02-27-2012 10:41 AM
I'm working on a project that dynamically calls instances of a reentrant VI, which I assume is a pretty common practice. Everything works pretty well, until the number of calls to this dynamic VI gets pretty large--on the order of 1000 or more--at which point, we begin to see performance degradation. My guess is that we are taking hits due to context switching, since the number of threads far exceeds the number of logical processor cores available.
A little more background:
The dynamic VIs being called effectively run as daemons, each running a while loop and waiting on a dedicated input queue to receive data and save it to disk. All are stopped via a globally shared stop notifier (passed as a ControlValue.Set method argument at launch). Each is waiting on its respective queue with a 1 second timeout so that the stop notifier can be polled. Under normal operating conditions, each one will run at some rate between 0.1Hz and 25Hz (the various rates are a large driving factor for separating them and needing to spawn them dynamically).

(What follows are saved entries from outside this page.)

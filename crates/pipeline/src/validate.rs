//! Container and entry validation.
//!
//! Container-level checks are job-fatal; entry-level checks fail only the
//! entry they belong to. Pure byte/name predicates live in `gala-core`;
//! this module adds the ZIP parsing around them.

use std::io::{Cursor, Read};

use gala_core::archive::{filter_entries, has_zip_signature};
use gala_core::sniff::{sniff_image, ImageKind};

use crate::config::PipelineConfig;
use crate::error::{EntryFailure, PipelineError};

/// A ZIP archive held fully in memory for one invocation.
pub type Archive<'a> = zip::ZipArchive<Cursor<&'a [u8]>>;

/// Open downloaded archive bytes for entry access.
pub fn open_archive(bytes: &[u8]) -> Result<Archive<'_>, PipelineError> {
    if !has_zip_signature(bytes) {
        return Err(PipelineError::BadArchiveSignature);
    }
    zip::ZipArchive::new(Cursor::new(bytes))
        .map_err(|e| PipelineError::ArchiveUnreadable(e.to_string()))
}

/// Parse the archive's entry table into the ordered, filtered entry list
/// and enforce the entry-count ceilings.
///
/// This runs once per job, during extraction; the result is persisted as
/// the resume checkpoint so later invocations never re-derive it.
pub fn extract_entry_list(
    bytes: &[u8],
    config: &PipelineConfig,
) -> Result<Vec<String>, PipelineError> {
    let archive = open_archive(bytes)?;
    let names: Vec<String> = archive.file_names().map(String::from).collect();
    let entries = filter_entries(&names);

    if entries.is_empty() {
        return Err(PipelineError::NoEntries);
    }
    if entries.len() > config.max_entries {
        return Err(PipelineError::TooManyEntries {
            count: entries.len(),
            limit: config.max_entries,
        });
    }
    Ok(entries)
}

/// Read one entry's bytes out of the archive, enforcing the per-entry
/// size ceiling before the payload is pulled into memory.
pub fn read_entry(
    archive: &mut Archive<'_>,
    entry_name: &str,
    max_entry_bytes: u64,
) -> Result<Vec<u8>, EntryFailure> {
    let mut file = archive
        .by_name(entry_name)
        .map_err(|_| EntryFailure::Missing)?;

    if file.size() > max_entry_bytes {
        return Err(EntryFailure::TooLarge {
            size: file.size(),
            limit: max_entry_bytes,
        });
    }

    let mut bytes = Vec::with_capacity(file.size() as usize);
    file.read_to_end(&mut bytes)
        .map_err(|e| EntryFailure::Decode(e.to_string()))?;
    Ok(bytes)
}

/// Sniff the raster format of extracted entry bytes.
///
/// The claimed extension got the entry past filtering; the bytes decide
/// whether it is actually processable.
pub fn sniff_entry(bytes: &[u8]) -> Result<ImageKind, EntryFailure> {
    sniff_image(bytes).ok_or(EntryFailure::UnknownFormat)
}

#[cfg(test)]
mod tests {
    use super::*;
    use std::io::Write;
    use zip::write::SimpleFileOptions;

    fn build_zip(entries: &[(&str, &[u8])]) -> Vec<u8> {
        let mut writer = zip::ZipWriter::new(Cursor::new(Vec::new()));
        for (name, bytes) in entries {
            writer
                .start_file(*name, SimpleFileOptions::default())
                .unwrap();
            writer.write_all(bytes).unwrap();
        }
        writer.finish().unwrap().into_inner()
    }

    const JPEG_STUB: &[u8] = &[0xFF, 0xD8, 0xFF, 0xE0, 0x00, 0x10];

    #[test]
    fn test_open_rejects_non_zip_bytes() {
        let err = open_archive(b"\x89PNG\r\n\x1a\nnot-a-zip").unwrap_err();
        assert!(matches!(err, PipelineError::BadArchiveSignature));
    }

    #[test]
    fn test_extract_filters_and_sorts() {
        let bytes = build_zip(&[
            ("b.jpg", JPEG_STUB),
            ("notes.txt", b"hello"),
            ("a.jpg", JPEG_STUB),
            (".DS_Store", b"junk"),
        ]);
        let entries = extract_entry_list(&bytes, &PipelineConfig::default()).unwrap();
        assert_eq!(entries, vec!["a.jpg", "b.jpg"]);
    }

    #[test]
    fn test_extract_rejects_empty_archive() {
        let bytes = build_zip(&[("readme.txt", b"no images here")]);
        let err = extract_entry_list(&bytes, &PipelineConfig::default()).unwrap_err();
        assert!(matches!(err, PipelineError::NoEntries));
    }

    #[test]
    fn test_extract_enforces_entry_ceiling() {
        let names: Vec<String> = (0..5).map(|i| format!("photo-{i}.jpg")).collect();
        let entries: Vec<(&str, &[u8])> =
            names.iter().map(|n| (n.as_str(), JPEG_STUB)).collect();
        let bytes = build_zip(&entries);

        let config = PipelineConfig {
            max_entries: 3,
            ..PipelineConfig::default()
        };
        let err = extract_entry_list(&bytes, &config).unwrap_err();
        assert!(matches!(
            err,
            PipelineError::TooManyEntries { count: 5, limit: 3 }
        ));
    }

    #[test]
    fn test_read_entry_round_trip() {
        let bytes = build_zip(&[("a.jpg", JPEG_STUB)]);
        let mut archive = open_archive(&bytes).unwrap();
        let entry = read_entry(&mut archive, "a.jpg", 1024).unwrap();
        assert_eq!(entry, JPEG_STUB);
    }

    #[test]
    fn test_read_entry_enforces_size_ceiling() {
        let big = vec![0xAB; 2048];
        let bytes = build_zip(&[("big.jpg", big.as_slice())]);
        let mut archive = open_archive(&bytes).unwrap();
        let err = read_entry(&mut archive, "big.jpg", 1024).unwrap_err();
        assert!(matches!(err, EntryFailure::TooLarge { size: 2048, .. }));
    }

    #[test]
    fn test_read_entry_missing() {
        let bytes = build_zip(&[("a.jpg", JPEG_STUB)]);
        let mut archive = open_archive(&bytes).unwrap();
        let err = read_entry(&mut archive, "ghost.jpg", 1024).unwrap_err();
        assert!(matches!(err, EntryFailure::Missing));
    }

    #[test]
    fn test_sniff_entry_rejects_mislabeled_bytes() {
        // Extension said .jpg, bytes say plain text.
        let err = sniff_entry(b"plain text pretending").unwrap_err();
        assert!(matches!(err, EntryFailure::UnknownFormat));
    }

    #[test]
    fn test_sniff_entry_accepts_jpeg() {
        assert_eq!(sniff_entry(JPEG_STUB).unwrap(), ImageKind::Jpeg);
    }
}
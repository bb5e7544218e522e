//! Unit tests for `WsManager`.
//!
//! These tests exercise the WebSocket connection manager directly, without
//! performing any HTTP upgrades. They verify add/remove semantics, job
//! update delivery (owner + watchers), and graceful shutdown behaviour.

use axum::extract::ws::Message;
use gala_api::ws::WsManager;

// ---------------------------------------------------------------------------
// Test: new manager starts with zero connections
// ---------------------------------------------------------------------------

#[tokio::test]
async fn new_manager_has_zero_connections() {
    let manager = WsManager::new();

    assert_eq!(manager.connection_count().await, 0);
}

// ---------------------------------------------------------------------------
// Test: add() / remove() adjust the connection count
// ---------------------------------------------------------------------------

#[tokio::test]
async fn add_and_remove_adjust_connection_count() {
    let manager = WsManager::new();

    let _rx = manager.add("conn-1".to_string(), 1).await;
    assert_eq!(manager.connection_count().await, 1);

    manager.remove("conn-1").await;
    assert_eq!(manager.connection_count().await, 0);
}

// ---------------------------------------------------------------------------
// Test: remove() with unknown ID is a no-op
// ---------------------------------------------------------------------------

#[tokio::test]
async fn remove_unknown_id_is_noop() {
    let manager = WsManager::new();

    let _rx = manager.add("conn-1".to_string(), 1).await;
    manager.remove("nonexistent").await;

    assert_eq!(manager.connection_count().await, 1);
}

// ---------------------------------------------------------------------------
// Test: job updates reach the owner's connections
// ---------------------------------------------------------------------------

#[tokio::test]
async fn job_update_reaches_owner_connections() {
    let manager = WsManager::new();

    let mut owner_rx = manager.add("owner-conn".to_string(), 7).await;
    let mut other_rx = manager.add("other-conn".to_string(), 8).await;

    let delivered = manager
        .send_job_update(7, 99, Message::Text("progress".into()))
        .await;
    assert_eq!(delivered, 1);

    let msg = owner_rx.recv().await.expect("owner should receive update");
    assert!(matches!(&msg, Message::Text(t) if *t == "progress"));

    // The other user got nothing.
    assert!(other_rx.try_recv().is_err());
}

// ---------------------------------------------------------------------------
// Test: watchers receive updates for jobs they do not own
// ---------------------------------------------------------------------------

#[tokio::test]
async fn watcher_receives_updates_for_watched_job() {
    let manager = WsManager::new();

    let mut watcher_rx = manager.add("watcher-conn".to_string(), 8).await;
    manager.watch_job("watcher-conn", 99).await;

    let delivered = manager
        .send_job_update(7, 99, Message::Text("watched".into()))
        .await;
    assert_eq!(delivered, 1);

    let msg = watcher_rx.recv().await.expect("watcher should receive update");
    assert!(matches!(&msg, Message::Text(t) if *t == "watched"));

    // Unwatching stops delivery.
    manager.unwatch_job("watcher-conn", 99).await;
    let delivered = manager
        .send_job_update(7, 99, Message::Text("gone".into()))
        .await;
    assert_eq!(delivered, 0);
}

// ---------------------------------------------------------------------------
// Test: send_to_user targets every connection of one user
// ---------------------------------------------------------------------------

#[tokio::test]
async fn send_to_user_targets_all_user_connections() {
    let manager = WsManager::new();

    let mut rx1 = manager.add("tab-1".to_string(), 5).await;
    let mut rx2 = manager.add("tab-2".to_string(), 5).await;
    let mut other = manager.add("tab-3".to_string(), 6).await;

    let count = manager.send_to_user(5, Message::Text("hi".into())).await;
    assert_eq!(count, 2);

    assert!(rx1.recv().await.is_some());
    assert!(rx2.recv().await.is_some());
    assert!(other.try_recv().is_err());
}

// ---------------------------------------------------------------------------
// Test: shutdown_all() sends Close and clears all connections
// ---------------------------------------------------------------------------

#[tokio::test]
async fn shutdown_all_sends_close_and_clears() {
    let manager = WsManager::new();

    let mut rx1 = manager.add("conn-1".to_string(), 1).await;
    let mut rx2 = manager.add("conn-2".to_string(), 2).await;
    assert_eq!(manager.connection_count().await, 2);

    manager.shutdown_all().await;

    // Connection count should be zero after shutdown.
    assert_eq!(manager.connection_count().await, 0);

    // Both receivers should have received a Close message.
    let msg1 = rx1.recv().await.expect("rx1 should receive Close");
    assert!(
        matches!(msg1, Message::Close(None)),
        "Expected Close(None), got: {msg1:?}"
    );

    let msg2 = rx2.recv().await.expect("rx2 should receive Close");
    assert!(
        matches!(msg2, Message::Close(None)),
        "Expected Close(None), got: {msg2:?}"
    );

    // After Close, the channel should be closed (no more messages).
    assert!(
        rx1.recv().await.is_none(),
        "Channel should be closed after shutdown"
    );
}

// ---------------------------------------------------------------------------
// Test: delivery skips closed channels without panicking
// ---------------------------------------------------------------------------

#[tokio::test]
async fn delivery_skips_closed_channels() {
    let manager = WsManager::new();

    let rx1 = manager.add("conn-1".to_string(), 5).await;
    let mut rx2 = manager.add("conn-2".to_string(), 5).await;

    // Drop rx1 to close its channel.
    drop(rx1);

    // Delivery should not panic even though conn-1's channel is closed.
    manager.send_to_user(5, Message::Text("still alive".into())).await;

    let msg = rx2.recv().await.expect("rx2 should receive message");
    assert!(matches!(&msg, Message::Text(t) if *t == "still alive"));
}

// ---------------------------------------------------------------------------
// Test: adding with duplicate ID replaces the previous connection
// ---------------------------------------------------------------------------

#[tokio::test]
async fn duplicate_id_replaces_previous_connection() {
    let manager = WsManager::new();

    let _rx_old = manager.add("conn-1".to_string(), 1).await;
    assert_eq!(manager.connection_count().await, 1);

    // Re-add with the same ID -- should replace, not duplicate.
    let mut rx_new = manager.add("conn-1".to_string(), 1).await;
    assert_eq!(manager.connection_count().await, 1);

    manager.send_to_user(1, Message::Text("replaced".into())).await;
    let msg = rx_new.recv().await.expect("New rx should receive message");
    assert!(matches!(&msg, Message::Text(t) if *t == "replaced"));
}
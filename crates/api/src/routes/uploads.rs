//! Route definitions for the upload-job pipeline.

use axum::routing::{get, post};
use axum::Router;

use crate::handlers::{process, uploads};
use crate::state::AppState;

/// Upload-job routes.
///
/// ```text
/// POST   /events/{event_id}/uploads   -> create
/// GET    /events/{event_id}/uploads   -> list_by_event
/// GET    /uploads/{id}                -> get_by_id
/// POST   /uploads/{id}/process        -> process::invoke
/// POST   /uploads/{id}/cancel         -> cancel
/// ```
pub fn router() -> Router<AppState> {
    Router::new()
        .route(
            "/events/{event_id}/uploads",
            post(uploads::create).get(uploads::list_by_event),
        )
        .route("/uploads/{id}", get(uploads::get_by_id))
        .route("/uploads/{id}/process", post(process::invoke))
        .route("/uploads/{id}/cancel", post(uploads::cancel))
}
//! WebSocket infrastructure: connection manager, upgrade handler, and
//! heartbeat task.

pub mod handler;
pub mod heartbeat;
pub mod manager;

pub use handler::ws_handler;
pub use heartbeat::start_heartbeat;
pub use manager::WsManager;
//! File name sanitization for user-supplied archive entries.
//!
//! Entry names come straight out of an uploaded archive and may contain
//! control characters, path separators, or arbitrary length. The catalog
//! only ever stores the sanitized form.

/// Maximum length (in characters) of a sanitized file name.
pub const MAX_FILE_NAME_LEN: usize = 120;

/// Characters that are unsafe in a stored file name.
const UNSAFE_CHARS: &[char] = &['/', '\\', ':', '*', '?', '"', '<', '>', '|'];

/// Sanitize a raw entry name.
///
/// - Strips control characters and path-unsafe characters.
/// - Collapses runs of whitespace into a single space and runs of dots
///   into a single dot.
/// - Trims leading/trailing whitespace and dots.
/// - Truncates to [`MAX_FILE_NAME_LEN`], preserving the extension when
///   one exists.
///
/// Returns `None` when nothing survives; callers treat that as a
/// per-entry failure.
pub fn sanitize_file_name(raw: &str) -> Option<String> {
    let mut cleaned = String::with_capacity(raw.len());
    let mut prev_space = false;
    let mut prev_dot = false;

    for c in raw.chars() {
        if c.is_control() || UNSAFE_CHARS.contains(&c) {
            continue;
        }
        if c.is_whitespace() {
            if !prev_space {
                cleaned.push(' ');
            }
            prev_space = true;
            prev_dot = false;
            continue;
        }
        if c == '.' {
            if !prev_dot {
                cleaned.push('.');
            }
            prev_dot = true;
            prev_space = false;
            continue;
        }
        cleaned.push(c);
        prev_space = false;
        prev_dot = false;
    }

    let trimmed = cleaned
        .trim_matches(|c: char| c.is_whitespace() || c == '.')
        .to_string();
    if trimmed.is_empty() {
        return None;
    }

    Some(truncate_preserving_extension(&trimmed, MAX_FILE_NAME_LEN))
}

/// Truncate `name` to at most `max_len` characters, keeping the extension
/// (including its dot) intact when one exists and at least one stem
/// character can survive.
fn truncate_preserving_extension(name: &str, max_len: usize) -> String {
    if name.chars().count() <= max_len {
        return name.to_string();
    }

    let ext = match name.rfind('.') {
        Some(pos) if pos > 0 && pos + 1 < name.len() => &name[pos..],
        _ => "",
    };

    let ext_len = ext.chars().count();
    if ext_len == 0 || ext_len >= max_len {
        return name.chars().take(max_len).collect();
    }

    let stem: String = name.chars().take(max_len - ext_len).collect();
    format!("{stem}{ext}")
}
//! In-memory implementation of [`ObjectStore`].
//!
//! Backs the pipeline's integration tests and local development without
//! network access. Objects live in a process-local map.

use std::collections::HashMap;

use async_trait::async_trait;
use tokio::sync::RwLock;

use crate::error::StorageError;
use crate::provider::ObjectStore;

#[derive(Debug, Clone)]
struct StoredObject {
    bytes: Vec<u8>,
    content_type: String,
}

/// Map-backed object store.
#[derive(Default)]
pub struct MemoryStore {
    objects: RwLock<HashMap<(String, String), StoredObject>>,
}

impl MemoryStore {
    pub fn new() -> Self {
        Self::default()
    }

    /// Number of stored objects across all buckets.
    pub async fn object_count(&self) -> usize {
        self.objects.read().await.len()
    }

    /// Whether an object exists.
    pub async fn contains(&self, bucket: &str, key: &str) -> bool {
        self.objects
            .read()
            .await
            .contains_key(&(bucket.to_string(), key.to_string()))
    }

    /// Content type recorded for an object, if present.
    pub async fn content_type_of(&self, bucket: &str, key: &str) -> Option<String> {
        self.objects
            .read()
            .await
            .get(&(bucket.to_string(), key.to_string()))
            .map(|o| o.content_type.clone())
    }

    /// All keys in a bucket, sorted.
    pub async fn keys_in(&self, bucket: &str) -> Vec<String> {
        let mut keys: Vec<String> = self
            .objects
            .read()
            .await
            .keys()
            .filter(|(b, _)| b == bucket)
            .map(|(_, k)| k.clone())
            .collect();
        keys.sort();
        keys
    }
}

#[async_trait]
impl ObjectStore for MemoryStore {
    async fn head(&self, bucket: &str, key: &str) -> Result<Option<u64>, StorageError> {
        Ok(self
            .objects
            .read()
            .await
            .get(&(bucket.to_string(), key.to_string()))
            .map(|o| o.bytes.len() as u64))
    }

    async fn put(
        &self,
        bucket: &str,
        key: &str,
        bytes: Vec<u8>,
        content_type: &str,
    ) -> Result<(), StorageError> {
        self.objects.write().await.insert(
            (bucket.to_string(), key.to_string()),
            StoredObject {
                bytes,
                content_type: content_type.to_string(),
            },
        );
        Ok(())
    }

    async fn get(&self, bucket: &str, key: &str) -> Result<Vec<u8>, StorageError> {
        self.objects
            .read()
            .await
            .get(&(bucket.to_string(), key.to_string()))
            .map(|o| o.bytes.clone())
            .ok_or_else(|| StorageError::NotFound {
                bucket: bucket.to_string(),
                key: key.to_string(),
            })
    }

    async fn delete(&self, bucket: &str, key: &str) -> Result<(), StorageError> {
        self.objects
            .write()
            .await
            .remove(&(bucket.to_string(), key.to_string()));
        Ok(())
    }
}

So, this leads me to the following questions:
I realize that this question is pretty vague without concrete examples, but I'm hoping someone (AQ? Ben? Any of you NI gurus?) out there could provide some general insight into what's going on under the hood without needing to get too specific.
02-27-2012 10:57 AM
If you are using call-by-ref then this thread applies.
Otherwise...
If all of the spwaned process are looking a the GUI repeatedly (prop-node etc). then the UI thread could be the issue.
Gotta run!
Ben
02-27-2012 11:02 AM
Just using the standard Run VI method. LV2010SP1. Need asynchronous calls (since we need to spawn the clones and leave them running in parallel), but since we're still on 2010, we can do the async. CBRN.
And no property node calls inside the clones, although there are some shared resources (functional globals) that can get called sporadically during execution of each clone (typically only on initialization, but occasionally if there is a reconfiguration).
02-27-2012 12:30 PM
@TurboPhil wrote:
Each is waiting on its respective queue with a 1 second timeout so that the stop notifier can be polled.
There is one relatively easy fix you can probably make here - set the timeout to -1 and destroy the queues to stop the loop (destroying the queue will output an error from the wait primitive). This should at least stop all the code from running all the time, although I'm still not sure how the threading of the different VIs will play with each other. This might be an issue if the queue is only created in the VI, but I'm assuming it isn't.
02-27-2012 01:01 PM
or add stop command to the Queue at let it stop the daemons.
THe other issues not mentioned is sub-VI that are shared by the Daemons... If not reentratn they could be getting a single file line waiting th execute one after the other.